> _EXERCISE AIM_: Your task is to write out exactly the lines of the listing below, from the first down to the line that holds "let line = raw_line.trim();".

> _RECORDS SUPPLIED_:
use crate::core::audio::{AudioError, AudioSource, AutoplayPolicy};
use crate::core::input::{Keymap, KeymapError};
use crate::game::chart::{Difficulty, MAX_COLUMNS, MIN_COLUMNS};
use log::{info, warn};
use std::collections::HashMap;
use std::path::{Path, PathBuf};
use std::str::FromStr;
use std::sync::Mutex;
use thiserror::Error;

pub const CONFIG_PATH: &str = "hitline.ini";

// Range offered by the tempo slider; other positive tempos still play.
pub const MIN_SUGGESTED_BPM: f64 = 60.0;
pub const MAX_SUGGESTED_BPM: f64 = 220.0;

// --- Minimal INI reader ---
#[derive(Debug, Default)]
pub struct SimpleIni {
    sections: HashMap<String, HashMap<String, String>>,
}

impl SimpleIni {
    pub fn new() -> Self {
        Self::default()
    }

    pub fn load<P: AsRef<Path>>(&mut self, path: P) -> Result<(), std::io::Error> {
        let content = std::fs::read_to_string(path)?;
        self.load_str(&content);
        Ok(())
    }

    pub fn load_str(&mut self, content: &str) {
        self.sections.clear();

        let mut current_section: Option<String> = None;

        for raw_line in content.lines() {
            let line = raw_line.trim();
            if line.is_empty() || line.starts_with(';') || line.starts_with('#') {
                continue;
            }

            // Section header: [SectionName]
            if line.starts_with('[') && line.ends_with(']') && line.len() >= 2 {
                let section = line[1..line.len() - 1].trim().to_string();
                current_section = Some(section.clone());
                self.sections.entry(section).or_default();
                continue;
            }

            // Key/value pair: key=value, with an optional trailing "; comment".
            if let Some((key_raw, value_raw)) = line.split_once('=') {
                let key = key_raw.trim();
                if key.is_empty() {
                    continue;
                }
                let value = value_raw
                    .split_once(';')
                    .map_or(value_raw, |(v, _)| v)
                    .trim()
                    .to_string();
                let section = current_section.clone().unwrap_or_default();
                self.sections
                    .entry(section)
                    .or_default()
                    .insert(key.to_string(), value);
            }
        }
    }

    pub fn get(&self, section: &str, key: &str) -> Option<String> {
        self.sections.get(section).and_then(|s| s.get(key)).cloned()
    }
}

#[derive(Debug, Clone, Copy, PartialEq, Eq)]
pub enum LogLevel {
    Off,
    Error,
    Warn,
    Info,
    Debug,
    Trace,
}

impl LogLevel {
    pub const fn as_str(&self) -> &'static str {
        match self {
            Self::Off => "Off",
            Self::Error => "Error",
            Self::Warn => "Warn",
            Self::Info => "Info",
            Self::Debug => "Debug",
            Self::Trace => "Trace",
        }
    }

    pub const fn as_level_filter(&self) -> log::LevelFilter {
        match self {
            Self::Off => log::LevelFilter::Off,
            Self::Error => log::LevelFilter::Error,
            Self::Warn => log::LevelFilter::Warn,
            Self::Info => log::LevelFilter::Info,
            Self::Debug => log::LevelFilter::Debug,
            Self::Trace => log::LevelFilter::Trace,
        }
    }
}

impl FromStr for LogLevel {
    type Err = ();

    fn from_str(s: &str) -> Result<Self, Self::Err> {
        match s.trim().to_ascii_lowercase().as_str() {
            "off" => Ok(Self::Off),
            "error" => Ok(Self::Error),
            "warn" | "warning" => Ok(Self::Warn),
            "info" => Ok(Self::Info),
            "debug" => Ok(Self::Debug),
            "trace" => Ok(Self::Trace),
            _ => Err(()),
        }
    }
}

#[derive(Debug, Clone)]
pub struct Config {
    pub bpm: f64,
    pub difficulty: Difficulty,
    pub columns: usize,
    // Comma-separated key identifiers, one per lane.
    pub keymap: String,
    // None = built-in silent clip.
    pub audio_file: Option<PathBuf>,
    pub autoplay_policy: AutoplayPolicy,
    // Resolve notes that scroll past the miss window without a press.
    pub auto_miss_stale_notes: bool,
    pub frame_rate: u32,
    pub log_level: LogLevel,
    // None = seed from entropy.
    pub seed: Option<u64>,
}

impl Default for Config {
    fn default() -> Self {
        Self {
            bpm: 120.0,
            difficulty: Difficulty::Normal,
            columns: 4,
            keymap: "d,f,j,k".to_string(),
            audio_file: None,
            autoplay_policy: AutoplayPolicy::Allow,
            auto_miss_stale_notes: false,
            frame_rate: 60,
            log_level: LogLevel::Warn,
            seed: None,
        }
    }
}

#[derive(Debug, Error)]
pub enum ConfigError {
    #[error("tempo must be a positive number of beats per minute, got {0}")]
    InvalidTempo(f64),
    #[error("column count must be between 2 and 6, got {0}")]
    InvalidColumns(usize),
    #[error("invalid keymap: {0}")]
    Keymap(#[from] KeymapError),
    #[error(transparent)]
    Audio(#[from] AudioError),
}

/// Validated, immutable settings for one session.
#[derive(Debug, Clone)]
pub struct SessionConfig {
    pub tempo: f64,
    pub difficulty: Difficulty,
    pub columns: usize,
    pub keymap: Keymap,
    pub audio: AudioSource,
    pub autoplay_policy: AutoplayPolicy,
    pub auto_miss_stale_notes: bool,
    pub seed: Option<u64>,
}

impl SessionConfig {
    /// Checks tempo, lane count and keymap, and loads the audio file.
    /// No session can be built from an invalid configuration.
    pub fn from_config(cfg: &Config) -> Result<Self, ConfigError> {
        if !cfg.bpm.is_finite() || cfg.bpm <= 0.0 {
            return Err(ConfigError::InvalidTempo(cfg.bpm));
        }
        if !(MIN_COLUMNS..=MAX_COLUMNS).contains(&cfg.columns) {
            return Err(ConfigError::InvalidColumns(cfg.columns));
        }
        if !(MIN_SUGGESTED_BPM..=MAX_SUGGESTED_BPM).contains(&cfg.bpm) {
            warn!(
                "Tempo {:.1} is outside the usual {MIN_SUGGESTED_BPM}-{MAX_SUGGESTED_BPM} bpm range.",
                cfg.bpm
            );
        }
        let keymap = Keymap::parse(&cfg.keymap, cfg.columns)?;
        let audio = match cfg.audio_file.as_deref() {
            Some(path) => AudioSource::from_file(path)?,
            None => AudioSource::silent(),
        };
        Ok(Self {
            tempo: cfg.bpm,
            difficulty: cfg.difficulty,
            columns: cfg.columns,
            keymap,
            audio,
            autoplay_policy: cfg.autoplay_policy,
            auto_miss_stale_notes: cfg.auto_miss_stale_notes,
            seed: cfg.seed,
        })
    }
}

// Global, mutable application configuration.
static CONFIG: std::sync::LazyLock<Mutex<Config>> =
    std::sync::LazyLock::new(|| Mutex::new(Config::default()));

// --- File I/O ---

fn default_config_contents() -> String {
    let default = Config::default();
    let mut content = String::new();

    // [Options] section - keys in alphabetical order
    content.push_str("[Options]\n");
    content.push_str("AudioFile=\n");
    content.push_str(&format!(
        "AutoMissStaleNotes={}\n",
        if default.auto_miss_stale_notes { "1" } else { "0" }
    ));
    content.push_str(&format!(
        "AutoplayPolicy={}\n",
        default.autoplay_policy.as_str()
    ));
    content.push_str(&format!("BPM={}\n", default.bpm));
    content.push_str(&format!("Columns={}\n", default.columns));
    content.push_str(&format!("Difficulty={}\n", default.difficulty.as_str()));
    content.push_str(&format!("FrameRate={}\n", default.frame_rate));
    content.push_str(&format!("Keymap={}\n", default.keymap));
    content.push_str(&format!("LogLevel={}\n", default.log_level.as_str()));
    content.push_str("Seed=\n");
    content
}

fn create_default_config_file(path: &Path) -> Result<(), std::io::Error> {
    info!("'{}' not found, creating with default values.", path.display());
    std::fs::write(path, default_config_contents())
}

/// Populates a `Config` from parsed ini data, using defaults for any missing
/// or malformed keys.
pub fn from_ini(conf: &SimpleIni) -> Config {
    let default = Config::default();
    let mut cfg = Config::default();

    cfg.bpm = conf
        .get("Options", "BPM")
        .and_then(|v| v.parse::<f64>().ok())
        .unwrap_or(default.bpm);
    cfg.difficulty = conf
        .get("Options", "Difficulty")
        .and_then(|v| Difficulty::from_str(&v).ok())
        .unwrap_or(default.difficulty);
    cfg.columns = conf
        .get("Options", "Columns")
        .and_then(|v| v.parse::<usize>().ok())
        .unwrap_or(default.columns);
    cfg.keymap = conf
        .get("Options", "Keymap")
        .filter(|v| !v.is_empty())
        .unwrap_or(default.keymap);
    cfg.audio_file = conf
        .get("Options", "AudioFile")
        .filter(|v| !v.is_empty())
        .map(PathBuf::from);
    cfg.autoplay_policy = conf
        .get("Options", "AutoplayPolicy")
        .and_then(|v| AutoplayPolicy::from_str(&v).ok())
        .unwrap_or(default.autoplay_policy);
    cfg.auto_miss_stale_notes = conf
        .get("Options", "AutoMissStaleNotes")
        .and_then(|v| v.parse::<u8>().ok())
        .map_or(default.auto_miss_stale_notes, |v| v != 0);
    cfg.frame_rate = conf
        .get("Options", "FrameRate")
        .and_then(|v| v.parse::<u32>().ok())
        .filter(|v| *v > 0)
        .unwrap_or(default.frame_rate);
    cfg.log_level = conf
        .get("Options", "LogLevel")
        .and_then(|v| LogLevel::from_str(&v).ok())
        .unwrap_or(default.log_level);
    cfg.seed = conf
        .get("Options", "Seed")
        .and_then(|v| v.parse::<u64>().ok());

    if let Some(raw) = conf.get("Options", "Difficulty")
        && Difficulty::from_str(&raw).is_err()
    {
        warn!("Unknown Difficulty '{raw}', using {}.", default.difficulty.as_str());
    }
    cfg
}

/// Reads `path` into the global configuration, creating the file with
/// defaults when it does not exist.
pub fn load(path: &Path) {
    if !path.exists()
        && let Err(e) = create_default_config_file(path)
    {
        warn!("Failed to create default config file: {e}");
    }

    let mut conf = SimpleIni::new();
    match conf.load(path) {
        Ok(()) => {
            let cfg = from_ini(&conf);
            info!(
                "Config loaded: bpm={}, difficulty={}, columns={}, keymap={}",
                cfg.bpm,
                cfg.difficulty.as_str(),
                cfg.columns,
                cfg.keymap
            );
            *lock_config() = cfg;
        }
        Err(e) => {
            warn!("Failed to load '{}': {e}. Using defaults.", path.display());
        }
    }
}

fn lock_config() -> std::sync::MutexGuard<'static, Config> {
    // A poisoned lock still holds a complete Config.
    CONFIG.lock().unwrap_or_else(std::sync::PoisonError::into_inner)
}

pub fn get() -> Config {
    lock_config().clone()
}

pub fn update(f: impl FnOnce(&mut Config)) {
    f(&mut lock_config());
}

#[cfg(test)]
mod tests {
    use super::{Config, ConfigError, LogLevel, SessionConfig, SimpleIni, from_ini};
    use crate::core::audio::{AudioFormat, AutoplayPolicy};
    use crate::game::chart::Difficulty;
    use std::io::Write;

    fn parse(text: &str) -> Config {
        let mut ini = SimpleIni::new();
        ini.load_str(text);
        from_ini(&ini)
    }

    #[test]
    fn default_file_round_trips_to_defaults() {
        let cfg = parse(&super::default_config_contents());
        let default = Config::default();
        assert!((cfg.bpm - default.bpm).abs() < f64::EPSILON);
        assert_eq!(cfg.difficulty, default.difficulty);
        assert_eq!(cfg.columns, default.columns);
        assert_eq!(cfg.keymap, default.keymap);
        assert_eq!(cfg.audio_file, None);
        assert_eq!(cfg.seed, None);
        assert_eq!(cfg.log_level, LogLevel::Warn);
    }

    #[test]
    fn values_and_comments_are_read() {
        let cfg = parse(
            "[Options]\nBPM=174 ; fast\nDifficulty=hard\nColumns=6\nKeymap=s,d,f,j,k,l\n\
             AutoplayPolicy=RequireGesture\nAutoMissStaleNotes=1\nSeed=42\nLogLevel=debug\n",
        );
        assert!((cfg.bpm - 174.0).abs() < f64::EPSILON);
        assert_eq!(cfg.difficulty, Difficulty::Hard);
        assert_eq!(cfg.columns, 6);
        assert_eq!(cfg.autoplay_policy, AutoplayPolicy::RequireGesture);
        assert!(cfg.auto_miss_stale_notes);
        assert_eq!(cfg.seed, Some(42));
        assert_eq!(cfg.log_level, LogLevel::Debug);
    }

    #[test]
    fn malformed_values_fall_back_to_defaults() {
        let cfg = parse("[Options]\nBPM=fast\nColumns=many\nDifficulty=Expert\nFrameRate=0\n");
        let default = Config::default();
        assert!((cfg.bpm - default.bpm).abs() < f64::EPSILON);
        assert_eq!(cfg.columns, default.columns);
        assert_eq!(cfg.difficulty, default.difficulty);
        assert_eq!(cfg.frame_rate, default.frame_rate);
    }

    #[test]
    fn session_config_rejects_bad_tempo_and_columns() {
        let mut cfg = Config::default();
        cfg.bpm = 0.0;
        assert!(matches!(
            SessionConfig::from_config(&cfg),
            Err(ConfigError::InvalidTempo(_))
        ));
        cfg.bpm = f64::NAN;
        assert!(matches!(
            SessionConfig::from_config(&cfg),
            Err(ConfigError::InvalidTempo(_))
        ));
        cfg.bpm = 120.0;
        cfg.columns = 7;
        assert!(matches!(
            SessionConfig::from_config(&cfg),
            Err(ConfigError::InvalidColumns(7))
        ));
        cfg.columns = 1;
        assert!(matches!(
            SessionConfig::from_config(&cfg),
            Err(ConfigError::InvalidColumns(1))
        ));
    }

    #[test]
    fn session_config_rejects_duplicate_keys() {
        let mut cfg = Config::default();
        cfg.keymap = "d,d,j,k".to_string();
        assert!(matches!(
            SessionConfig::from_config(&cfg),
            Err(ConfigError::Keymap(_))
        ));
    }

    #[test]
    fn session_config_loads_audio_file() {
        let mut file = tempfile::NamedTempFile::new().expect("temp file");
        file.write_all(b"ID3\x04\x00\x00\x00\x00\x00\x00").expect("write");
        let mut cfg = Config::default();
        cfg.audio_file = Some(file.path().to_path_buf());
        let session = SessionConfig::from_config(&cfg).expect("valid config");
        assert_eq!(session.audio.format, AudioFormat::Mp3);

        cfg.audio_file = Some(file.path().with_extension("missing"));
        assert!(matches!(
            SessionConfig::from_config(&cfg),
            Err(ConfigError::Audio(_))
        ));
    }

    #[test]
    fn load_creates_missing_file_with_defaults() {
        let dir = tempfile::tempdir().expect("temp dir");
        let path = dir.path().join("hitline.ini");
        super::load(&path);
        assert!(path.exists());
        let text = std::fs::read_to_string(&path).expect("read back");
        assert!(text.contains("Keymap=d,f,j,k"));
        assert_eq!(super::get().columns, 4);
    }
}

> _ANSWER SECTION_:
use crate::core::audio::{AudioError, AudioSource, AutoplayPolicy};
use crate::core::input::{Keymap, KeymapError};
use crate::game::chart::{Difficulty, MAX_COLUMNS, MIN_COLUMNS};
use log::{info, warn};
use std::collections::HashMap;
use std::path::{Path, PathBuf};
use std::str::FromStr;
use std::sync::Mutex;
use thiserror::Error;

pub const CONFIG_PATH: &str = "hitline.ini";

// Range offered by the tempo slider; other positive tempos still play.
pub const MIN_SUGGESTED_BPM: f64 = 60.0;
pub const MAX_SUGGESTED_BPM: f64 = 220.0;

// --- Minimal INI reader ---
#[derive(Debug, Default)]
pub struct SimpleIni {
    sections: HashMap<String, HashMap<String, String>>,
}

impl SimpleIni {
    pub fn new() -> Self {
        Self::default()
    }

    pub fn load<P: AsRef<Path>>(&mut self, path: P) -> Result<(), std::io::Error> {
        let content = std::fs::read_to_string(path)?;
        self.load_str(&content);
        Ok(())
    }

    pub fn load_str(&mut self, content: &str) {
        self.sections.clear();

        let mut current_section: Option<String> = None;

        for raw_line in content.lines() {
            let line = raw_line.trim();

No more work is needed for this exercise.